What are your thoughts about the Global Pentecostal Summit? How do you think it will impact Christianity or Pentecostalism in the years to come?
There’s so much going on here that’s important. First of all, academic work has struggled to hold together its primary purpose, which is actually to serve the church and the calling to rigorous thinking. What tends to happen often in academic work is that the academy begins more and more to just be in its own space. It becomes isolated from those it’s designed to serve. What this conference has done is that it brought those two together, in an extraordinary way.
I’ve been to many academic conferences but this is almost unique, in my experience, in achieving what I believe is God’s intention for us: that we do the rigorous work of our thinking in a context of worship. God says to us, “Love the Lord your God with all your heart, with all your soul, with all your strength, and with all your mind.” If we separate the loving God with our mind from the rest, we’re in trouble. They come together. This conference has brought them together in a quite remarkable way. There’s something in this that we have to listen to and say, “How could we continue to do this kind of work in this way?”

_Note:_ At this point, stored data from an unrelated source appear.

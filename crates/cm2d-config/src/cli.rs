//! Command-line argument parsing for the terrain tools.

use std::path::PathBuf;

use clap::Parser;
use cm2d_terrain::NoiseKind;

use crate::Config;

/// Terrain generator command-line arguments.
///
/// CLI values override settings loaded from `config.ron`.
#[derive(Parser, Debug, Default)]
#[command(name = "cm2d", about = "Procedural 2D terrain generator")]
pub struct CliArgs {
    /// Grid width in cells.
    #[arg(long)]
    pub width: Option<u32>,

    /// Grid height in cells.
    #[arg(long)]
    pub height: Option<u32>,

    /// Terrain seed.
    #[arg(long)]
    pub seed: Option<u32>,

    /// Noise units across the grid width.
    #[arg(long)]
    pub scale: Option<f32>,

    /// fBm octave count.
    #[arg(long)]
    pub octaves: Option<u32>,

    /// Basis noise (perlin, simplex, voronoi).
    #[arg(long)]
    pub basis: Option<NoiseKind>,

    /// Total erosion passes for detailed terrain.
    #[arg(long)]
    pub erosion_iterations: Option<u32>,

    /// Directory for generated images.
    #[arg(long)]
    pub output: Option<PathBuf>,

    /// Log level (error, warn, info, debug, trace).
    #[arg(long)]
    pub log_level: Option<String>,

    /// Path to config directory (overrides default location).
    #[arg(long)]
    pub config: Option<PathBuf>,
}

impl Config {
    /// Apply CLI overrides to a loaded config.
    pub fn apply_cli_overrides(&mut self, args: &CliArgs) {
        if let Some(w) = args.width {
            self.terrain.width = w;
        }
        if let Some(h) = args.height {
            self.terrain.height = h;
        }
        if let Some(seed) = args.seed {
            self.terrain.seed = seed;
        }
        if let Some(scale) = args.scale {
            self.terrain.scale = scale;
        }
        if let Some(octaves) = args.octaves {
            self.terrain.octaves = octaves;
        }
        if let Some(basis) = args.basis {
            self.terrain.basis = basis;
        }
        if let Some(iterations) = args.erosion_iterations {
            self.erosion.iterations = iterations;
        }
        if let Some(ref dir) = args.output {
            self.output.directory = dir.clone();
        }
        if let Some(ref level) = args.log_level {
            self.debug.log_level = level.clone();
        }
    }
}

#[cfg(test)]
mod tests {
    use super::*;

    #[test]
    fn test_cli_override() {
        let mut config = Config::default();
        let args = CliArgs {
            width: Some(256),
            seed: Some(42),
            basis: Some(NoiseKind::Simplex),
            output: Some(PathBuf::from("out")),
            ..CliArgs::default()
        };
        config.apply_cli_overrides(&args);
        assert_eq!(config.terrain.width, 256);
        assert_eq!(config.terrain.seed, 42);
        assert_eq!(config.terrain.basis, NoiseKind::Simplex);
        assert_eq!(config.output.directory, PathBuf::from("out"));
        // Non-overridden fields retain defaults
        assert_eq!(config.terrain.height, 512);
        assert_eq!(config.erosion.iterations, 50);
    }

    #[test]
    fn test_cli_no_override() {
        let original = Config::default();
        let mut config = Config::default();
        config.apply_cli_overrides(&CliArgs::default());
        assert_eq!(config, original);
    }

    #[test]
    fn test_parse_flags() {
        let args = CliArgs::try_parse_from([
            "cm2d",
            "--width",
            "64",
            "--basis",
            "voronoi",
            "--erosion-iterations",
            "10",
            "--scale",
            "2.5",
            "--log-level",
            "debug",
        ])
        .unwrap();
        assert_eq!(args.width, Some(64));
        assert_eq!(args.basis, Some(NoiseKind::Voronoi));
        assert_eq!(args.erosion_iterations, Some(10));
        assert_eq!(args.scale, Some(2.5));
        assert_eq!(args.log_level.as_deref(), Some("debug"));
        assert_eq!(args.seed, None);
    }

    #[test]
    fn test_unknown_basis_rejected() {
        let result = CliArgs::try_parse_from(["cm2d", "--basis", "worley"]);
        assert!(result.is_err());
    }
}
//! Bridges to the `noise` crate so these generators can feed its combinators.

use ::noise::NoiseFn;

use super::{BasisNoise, FractalNoise, NoiseGenerator, PerlinNoise, SimplexNoise, VoronoiNoise};

macro_rules! impl_noise_fn {
    ($($ty:ty),* $(,)?) => {
        $(
            impl NoiseFn<f64, 2> for $ty {
                fn get(&self, point: [f64; 2]) -> f64 {
                    self.generate(point[0] as f32, point[1] as f32) as f64
                }
            }
        )*
    };
}

impl_noise_fn!(PerlinNoise, SimplexNoise, VoronoiNoise, BasisNoise);

impl<N: NoiseGenerator> NoiseFn<f64, 2> for FractalNoise<N> {
    fn get(&self, point: [f64; 2]) -> f64 {
        self.generate(point[0] as f32, point[1] as f32) as f64
    }
}

#[cfg(test)]
mod tests {
    use ::noise::ScaleBias;

    use super::*;
    use crate::noise::NoiseKind;

    #[test]
    fn test_noise_fn_matches_generate() {
        let perlin = PerlinNoise::new(21);
        let via_trait = NoiseFn::<f64, 2>::get(&perlin, [1.25, 7.5]);
        assert_eq!(via_trait, perlin.generate(1.25, 7.5) as f64);
    }

    #[test]
    fn test_feeds_noise_combinators() {
        let basis = NoiseKind::Simplex.build(3);
        let expected = basis.generate(0.4, 0.8) as f64 * 0.5 + 0.5;
        let remapped: ScaleBias<f64, BasisNoise, 2> =
            ScaleBias::new(basis).set_scale(0.5).set_bias(0.5);
        assert!((remapped.get([0.4, 0.8]) - expected).abs() < 1e-9);
    }

    #[test]
    fn test_fractal_noise_fn() {
        let fbm = FractalNoise::with_octaves(VoronoiNoise::new(2), 3);
        assert_eq!(fbm.get([2.0, 3.0]), fbm.generate(2.0, 3.0) as f64);
    }
}
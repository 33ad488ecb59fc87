//! Seeded lattice permutation table shared by the gradient noise generators.

/// Number of distinct lattice hashes.
const PERIOD: usize = 256;

/// LCG multiplier used for the seeded shuffle.
const LCG_MULTIPLIER: u32 = 1_103_515_245;
/// LCG increment used for the seeded shuffle.
const LCG_INCREMENT: u32 = 12_345;

/// A shuffled permutation of `0..256`, stored twice back to back.
///
/// The duplicated upper half lets lookups like `p[p[x] + y]` with
/// `x, y <= 255` index directly without wrapping.
#[derive(Clone)]
pub struct PermutationTable {
    values: [u8; PERIOD * 2],
}

impl PermutationTable {
    /// Build the table for `seed`.
    ///
    /// Fisher-Yates over the identity sequence, driven by the 32-bit LCG
    /// `s = s * 1103515245 + 12345`, with `j = (s / 65536) % (i + 1)`.
    pub fn new(seed: u32) -> Self {
        let mut p = [0u8; PERIOD];
        for (i, slot) in p.iter_mut().enumerate() {
            *slot = i as u8;
        }

        let mut s = seed;
        for i in (1..PERIOD).rev() {
            s = s.wrapping_mul(LCG_MULTIPLIER).wrapping_add(LCG_INCREMENT);
            let j = ((s / 65_536) % (i as u32 + 1)) as usize;
            p.swap(i, j);
        }

        let mut values = [0u8; PERIOD * 2];
        values[..PERIOD].copy_from_slice(&p);
        values[PERIOD..].copy_from_slice(&p);
        Self { values }
    }

    /// Table entry at `index` (`index < 512`).
    #[inline]
    pub fn get(&self, index: usize) -> usize {
        self.values[index] as usize
    }

    /// The full 512-entry table.
    pub fn as_slice(&self) -> &[u8] {
        &self.values
    }
}

impl std::fmt::Debug for PermutationTable {
    fn fmt(&self, f: &mut std::fmt::Formatter<'_>) -> std::fmt::Result {
        f.debug_struct("PermutationTable")
            .field("head", &&self.values[..8])
            .finish_non_exhaustive()
    }
}

#[cfg(test)]
mod tests {
    use super::*;

    #[test]
    fn test_table_is_a_permutation() {
        let table = PermutationTable::new(12345);
        let mut seen = [false; PERIOD];
        for &v in &table.as_slice()[..PERIOD] {
            assert!(!seen[v as usize], "value {v} appears twice");
            seen[v as usize] = true;
        }
        assert!(seen.iter().all(|&s| s));
    }

    #[test]
    fn test_upper_half_mirrors_lower_half() {
        let table = PermutationTable::new(42);
        let values = table.as_slice();
        assert_eq!(values.len(), 512);
        assert_eq!(&values[..PERIOD], &values[PERIOD..]);
    }

    #[test]
    fn test_same_seed_same_table() {
        assert_eq!(
            PermutationTable::new(7).as_slice(),
            PermutationTable::new(7).as_slice()
        );
    }

    #[test]
    fn test_different_seeds_differ() {
        assert_ne!(
            PermutationTable::new(1).as_slice(),
            PermutationTable::new(2).as_slice()
        );
    }

    #[test]
    fn test_first_swap_follows_lcg() {
        // Seed 0: s = 12345, j = (12345 / 65536) % 256 = 0, so slot 255 swaps with slot 0.
        let table = PermutationTable::new(0);
        assert_eq!(table.get(255), 0);
    }
}
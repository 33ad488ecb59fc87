//! Generic 2D grid storage shared by the bitmap and terrain layers.
//!
//! [`Grid`] is a flat, row-major buffer with bounds-checked cell access.
//! Out-of-range reads return `None` and out-of-range writes are ignored, so
//! callers never panic on a bad coordinate.

/// A row-major 2D grid of `T` cells.
///
/// A grid with either dimension equal to zero is *uncreated*: it holds no
/// cells and every accessor reports out-of-range.
#[derive(Clone, Debug, PartialEq)]
pub struct Grid<T> {
    width: u32,
    height: u32,
    data: Vec<T>,
}

impl<T: Copy + Default> Grid<T> {
    /// Creates an uncreated (empty) grid.
    pub fn empty() -> Self {
        Self {
            width: 0,
            height: 0,
            data: Vec::new(),
        }
    }

    /// Creates a grid of `T::default()` cells, or `None` if a dimension is zero.
    pub fn with_size(width: u32, height: u32) -> Option<Self> {
        Self::filled(width, height, T::default())
    }

    /// Creates a grid with every cell set to `value`, or `None` if a dimension is zero.
    pub fn filled(width: u32, height: u32, value: T) -> Option<Self> {
        if width == 0 || height == 0 {
            return None;
        }
        Some(Self {
            width,
            height,
            data: vec![value; width as usize * height as usize],
        })
    }

    /// Builds a grid from an existing row-major buffer.
    ///
    /// Returns `None` if a dimension is zero or `data.len() != width * height`.
    pub fn from_vec(width: u32, height: u32, data: Vec<T>) -> Option<Self> {
        if width == 0 || height == 0 || data.len() != width as usize * height as usize {
            return None;
        }
        Some(Self {
            width,
            height,
            data,
        })
    }

    /// (Re)allocates the grid with `width * height` default cells.
    ///
    /// Returns `false` and leaves the grid empty if a dimension is zero.
    pub fn create(&mut self, width: u32, height: u32) -> bool {
        match Self::with_size(width, height) {
            Some(grid) => {
                *self = grid;
                true
            }
            None => {
                *self = Self::empty();
                false
            }
        }
    }

    /// Returns the cell at `(x, y)`, or `None` when out of range.
    pub fn get(&self, x: u32, y: u32) -> Option<T> {
        self.index_of(x, y).map(|idx| self.data[idx])
    }

    /// Sets the cell at `(x, y)`. Returns `false` when out of range.
    pub fn set(&mut self, x: u32, y: u32, value: T) -> bool {
        match self.get_mut(x, y) {
            Some(cell) => {
                *cell = value;
                true
            }
            None => false,
        }
    }

    /// Sets every cell to `value`.
    pub fn fill(&mut self, value: T) {
        self.data.fill(value);
    }
}

impl<T> Grid<T> {
    /// Grid width in cells.
    pub fn width(&self) -> u32 {
        self.width
    }

    /// Grid height in cells.
    pub fn height(&self) -> u32 {
        self.height
    }

    /// Returns `(width, height)`.
    pub fn dimensions(&self) -> (u32, u32) {
        (self.width, self.height)
    }

    /// Number of cells.
    pub fn len(&self) -> usize {
        self.data.len()
    }

    /// Returns `true` for an uncreated grid.
    pub fn is_empty(&self) -> bool {
        self.data.is_empty()
    }

    /// Flat index of `(x, y)`, or `None` when out of range.
    #[inline]
    pub fn index_of(&self, x: u32, y: u32) -> Option<usize> {
        if x >= self.width || y >= self.height {
            tracing::trace!(
                "Grid access out of bounds: ({x}, {y}) in {}x{}",
                self.width,
                self.height
            );
            return None;
        }
        Some(y as usize * self.width as usize + x as usize)
    }

    /// Mutable reference to the cell at `(x, y)`, or `None` when out of range.
    pub fn get_mut(&mut self, x: u32, y: u32) -> Option<&mut T> {
        let idx = self.index_of(x, y)?;
        Some(&mut self.data[idx])
    }

    /// Row-major cell buffer.
    pub fn data(&self) -> &[T] {
        &self.data
    }

    /// Mutable row-major cell buffer.
    pub fn data_mut(&mut self) -> &mut [T] {
        &mut self.data
    }

    /// Iterates over rows, top to bottom.
    pub fn rows(&self) -> impl Iterator<Item = &[T]> {
        // `chunks_exact(0)` panics, and an empty grid has no rows anyway.
        let width = (self.width as usize).max(1);
        self.data.chunks_exact(width)
    }

    /// Returns `true` if both grids have the same dimensions.
    pub fn same_shape<U>(&self, other: &Grid<U>) -> bool {
        self.dimensions() == other.dimensions()
    }
}

impl<T: Copy + Default> Default for Grid<T> {
    fn default() -> Self {
        Self::empty()
    }
}
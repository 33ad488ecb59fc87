//! A 2D debug image represented as a flat array of RGBA pixels.

use hashbrown::HashSet;

/// A debug raster stored as row-major RGBA8 pixels.
#[derive(Clone, Debug, PartialEq, Eq)]
pub struct DebugImage {
    width: u32,
    height: u32,
    /// Length = `width * height * 4`.
    pixels: Vec<u8>,
}

impl DebugImage {
    /// Create a transparent black image with the given dimensions.
    pub fn new(width: u32, height: u32) -> Self {
        Self {
            width,
            height,
            pixels: vec![0; width as usize * height as usize * 4],
        }
    }

    fn offset(&self, x: u32, y: u32) -> Option<usize> {
        (x < self.width && y < self.height)
            .then(|| (y as usize * self.width as usize + x as usize) * 4)
    }

    /// Set a pixel's RGBA value. Returns `false` when out of range.
    pub fn set_pixel(&mut self, x: u32, y: u32, rgba: [u8; 4]) -> bool {
        match self.offset(x, y) {
            Some(idx) => {
                self.pixels[idx..idx + 4].copy_from_slice(&rgba);
                true
            }
            None => false,
        }
    }

    /// A pixel's RGBA value, or `None` when out of range.
    pub fn get_pixel(&self, x: u32, y: u32) -> Option<[u8; 4]> {
        let idx = self.offset(x, y)?;
        let mut rgba = [0; 4];
        rgba.copy_from_slice(&self.pixels[idx..idx + 4]);
        Some(rgba)
    }

    /// Returns `(width, height)`.
    pub fn dimensions(&self) -> (u32, u32) {
        (self.width, self.height)
    }

    pub fn pixel_count(&self) -> usize {
        self.width as usize * self.height as usize
    }

    /// Raw RGBA bytes, suitable for `image::save_buffer` with `Rgba8`.
    pub fn as_raw(&self) -> &[u8] {
        &self.pixels
    }

    pub fn into_raw(self) -> Vec<u8> {
        self.pixels
    }

    /// Count the number of unique colors (ignoring alpha) in the image.
    pub fn unique_color_count(&self) -> usize {
        self.pixels
            .chunks_exact(4)
            .map(|px| (px[0], px[1], px[2]))
            .collect::<HashSet<_>>()
            .len()
    }
}
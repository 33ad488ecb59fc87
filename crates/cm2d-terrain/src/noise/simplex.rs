//! 2D simplex noise.
//!
//! Samples on a skewed triangular lattice, so each point only blends three
//! corners instead of Perlin's four.

use glam::Vec2;

use super::{DEFAULT_SEED, NoiseGenerator, PermutationTable};

/// Skew factor `(sqrt(3) - 1) / 2`.
const F2: f32 = 0.366_025_42;
/// Unskew factor `(3 - sqrt(3)) / 6`.
const G2: f32 = 0.211_324_87;
/// Empirical scale bringing the summed corner contributions to roughly `[-1, 1]`.
pub const SIMPLEX_SCALE: f32 = 70.0;

const GRADIENTS: [Vec2; 8] = [
    Vec2::new(1.0, 1.0),
    Vec2::new(-1.0, 1.0),
    Vec2::new(1.0, -1.0),
    Vec2::new(-1.0, -1.0),
    Vec2::new(1.0, 0.0),
    Vec2::new(-1.0, 0.0),
    Vec2::new(0.0, 1.0),
    Vec2::new(0.0, -1.0),
];

/// Simplex noise over a seeded permutation table.
#[derive(Clone, Debug)]
pub struct SimplexNoise {
    seed: u32,
    permutation: PermutationTable,
}

impl SimplexNoise {
    /// Create a generator for `seed`.
    pub fn new(seed: u32) -> Self {
        Self {
            seed,
            permutation: PermutationTable::new(seed),
        }
    }

    /// Radially attenuated contribution of one corner.
    #[inline]
    fn corner(gradient: usize, offset: Vec2) -> f32 {
        let t = 0.5 - offset.x * offset.x - offset.y * offset.y;
        if t < 0.0 {
            return 0.0;
        }
        let t2 = t * t;
        t2 * t2 * GRADIENTS[gradient].dot(offset)
    }
}

impl Default for SimplexNoise {
    fn default() -> Self {
        Self::new(DEFAULT_SEED)
    }
}

impl NoiseGenerator for SimplexNoise {
    fn seed(&self) -> u32 {
        self.seed
    }

    fn generate(&self, x: f32, y: f32) -> f32 {
        let p = &self.permutation;

        let s = (x + y) * F2;
        let i = (x + s).floor() as i32;
        let j = (y + s).floor() as i32;

        let t = (i + j) as f32 * G2;
        let x0 = x - (i as f32 - t);
        let y0 = y - (j as f32 - t);

        // Lower or upper triangle of the skewed cell.
        let (i1, j1) = if x0 > y0 { (1, 0) } else { (0, 1) };

        let x1 = x0 - i1 as f32 + G2;
        let y1 = y0 - j1 as f32 + G2;
        let x2 = x0 - 1.0 + 2.0 * G2;
        let y2 = y0 - 1.0 + 2.0 * G2;

        let ii = (i & 255) as usize;
        let jj = (j & 255) as usize;
        let gi0 = p.get(ii + p.get(jj)) % 8;
        let gi1 = p.get(ii + i1 + p.get(jj + j1)) % 8;
        let gi2 = p.get(ii + 1 + p.get(jj + 1)) % 8;

        let n0 = Self::corner(gi0, Vec2::new(x0, y0));
        let n1 = Self::corner(gi1, Vec2::new(x1, y1));
        let n2 = Self::corner(gi2, Vec2::new(x2, y2));

        SIMPLEX_SCALE * (n0 + n1 + n2)
    }
}

#[cfg(test)]
mod tests {
    use super::*;
    use rand::{Rng, SeedableRng};
    use rand_chacha::ChaCha8Rng;

    #[test]
    fn test_skew_constants() {
        let f2 = 0.5 * (3.0f32.sqrt() - 1.0);
        let g2 = (3.0 - 3.0f32.sqrt()) / 6.0;
        assert!((F2 - f2).abs() < 1e-6);
        assert!((G2 - g2).abs() < 1e-6);
    }

    #[test]
    fn test_deterministic() {
        let a = SimplexNoise::new(42);
        let b = SimplexNoise::new(42);
        for (x, y) in [(0.1, 0.2), (55.5, -12.25), (-7.75, -7.75)] {
            assert_eq!(a.generate(x, y).to_bits(), b.generate(x, y).to_bits());
        }
    }

    #[test]
    fn test_output_near_unit_range() {
        let noise = SimplexNoise::new(9);
        let mut rng = ChaCha8Rng::seed_from_u64(9);
        for _ in 0..10_000 {
            let x: f32 = rng.random_range(-300.0..300.0);
            let y: f32 = rng.random_range(-300.0..300.0);
            let v = noise.generate(x, y);
            assert!(v.abs() <= 1.05, "({x}, {y}) gave {v}");
        }
    }

    #[test]
    fn test_continuity() {
        let noise = SimplexNoise::new(3);
        let step = 0.001;
        for i in 0..5_000 {
            let y = i as f32 * step - 2.5;
            let delta = (noise.generate(1.3, y + step) - noise.generate(1.3, y)).abs();
            assert!(delta < 0.05, "jump of {delta} at y={y}");
        }
    }

    #[test]
    fn test_origin_is_zero() {
        // Every corner offset at the origin is either zero or outside the kernel radius.
        assert_eq!(SimplexNoise::new(1).generate(0.0, 0.0), 0.0);
    }

    #[test]
    fn test_seeds_decorrelate() {
        let a = SimplexNoise::new(100);
        let b = SimplexNoise::new(101);
        let differs = (0..50).any(|i| {
            let x = i as f32 * 0.61 + 0.3;
            a.generate(x, 1.7) != b.generate(x, 1.7)
        });
        assert!(differs);
    }
}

Secondly, I think the intention of bringing together different voices from global Pentecostalism is absolutely right. We are dominated by particular voices in global Christianity, and it is hugely important that the body of Christ develops the ability to listen and take seriously all the voices. This is an attempt to bring different voices and different contexts together and take them seriously. To me, it is still the start of that journey. We still have more to learn about how we truly listen to each other in the global body of Christ, but it’s a good start. I have really appreciated the quality of the presentations, the amazing responses and the way in which the church participants have asked very pertinent questions.
I think it’s been a very rich, very rich experience. I’m anticipating that more will come from this, this will not be a one-off event.